Dear Friend, from My Life I Write to You in Your Life by Yiyun Li


Source of book: Borrowed from the library

I have loved Yiyun Li ever since I first read Gold Boy, Emerald Girl back in 2013. I followed that up with the eviseceratingly tragic yet beautiful The Vagrants about a year ago. It is hard to believe that English isn’t her first language - she shares Conrad’s ability to make amazing art in a language she didn’t grow up speaking. As this book reveals, she intentionally chose to write only in English, and never in her native Chinese. 



Dear Friend, from My Life I Write to You in Your Life was published in 2017, five years after Yiyun had a serious mental breakdown, attempted suicide twice, and landed in the hospital for her own protection. The book itself is a series of essays wherein she explores her own psyche, her breakdown, her past, and her relationship to literature and writing. At least, that is the best I can do to explain the book, because it isn’t really like anything I have read before. And it is really, really good. Her writing is so luminous, and simultaneously oblique and devastatingly revealing, it draws you in. 

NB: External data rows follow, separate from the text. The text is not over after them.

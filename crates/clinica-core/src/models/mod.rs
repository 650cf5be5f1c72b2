//! Domain models for the clinica system.

mod appointment;
mod medication;
mod patient;
mod query;
mod treatment;
mod validate;

pub use appointment::*;
pub use medication::*;
pub use patient::*;
pub use query::*;
pub use treatment::*;
pub use validate::*;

Yiyun has said in the past that she is “not an autobiographical writer.” That is, her stories are not about her or people she knew. But, as she admits in this book, that was a lie. I don’t think it was a lie in the sense of being actually untrue. She doesn’t write stories with her as a character. But if I am reading her essay on this issue correctly, her story is told through the psyches of her characters, not their situations, plots, or choices. And that feels right, after reading this book. She is a very private person, and her characters tend to keep their emotions mostly out of sight. But, just as her stories reveal the emotions of her characters in such flayed reality that you want to look away, her essays in this book are as introspective and self-revealing as anything I have ever read. I mean, you can see the viscera and throbbing arteries of her emotional experiences. It is hard to take at times, which is why I read the book slowly. The reality is just too real to be looked in the face. 

In an interesting coincidence, this is the second book I have read in as many months that had autobiographical explorations of depression and suicide. The other was a fictional work, Akwaeke Emezi’s Freshwater. While the two are very different - psychologically different too - the share that uncomfortable look into mental illness. As an example, Emezi’s character has multiple personalities, tends to be loud and act out, and seems like a being on fire more often than not. It is a violent vision of suicide, of self destruction, and inner torment. Yiyun’s on the other hand, is that of a person who is quiet, pleasant, polite, thoughtful, ridiculously erudite - but who is dying internally, filled with a rather quiet self-loathing and distaste for living. It’s really spooky the way she writes it. 

As I noted in the former review, I am not particularly prone to either depression or suicidal thoughts. I’ve been in a few dark places, but they tend to be connected to circumstances, not major depression. And also, I joke that I am more homicidal than suicidal. (Don’t worry, I’m not homicidal. I’m not a violent person, but more of a fuzzball with a smart mouth. I just tend to get angry rather than depressed.) So these books were really more about seeing into the mind of someone else, and recognizing some of the darkness, if not its manifestations. It is an indication of how good the writing is that these books felt so real and familiar - and how deeply they messed with my emotions while reading. 

Yiyun takes an interesting approach to things in the book. For the most part, she doesn’t talk directly about what happened or what she did. Rather, she talks about other writers. Some of these are ones I might have guessed: Turgenev, Chekhov, Marianne Moore, Stefan Zweig. But some were a bit surprising, such as Thomas Hardy. Wait, what?? And some others which I haven’t read, and were not that familiar with, such as Elizabeth Bowen, John McGahern, and William Trevor. (The last of which she formed a friendship with, and who gets most of a chapter to himself.) Yiyun traces her love affair with literature from her childhood through the present, and you can see exactly how she ended up going from a promising career in science to taking the leap into writing. 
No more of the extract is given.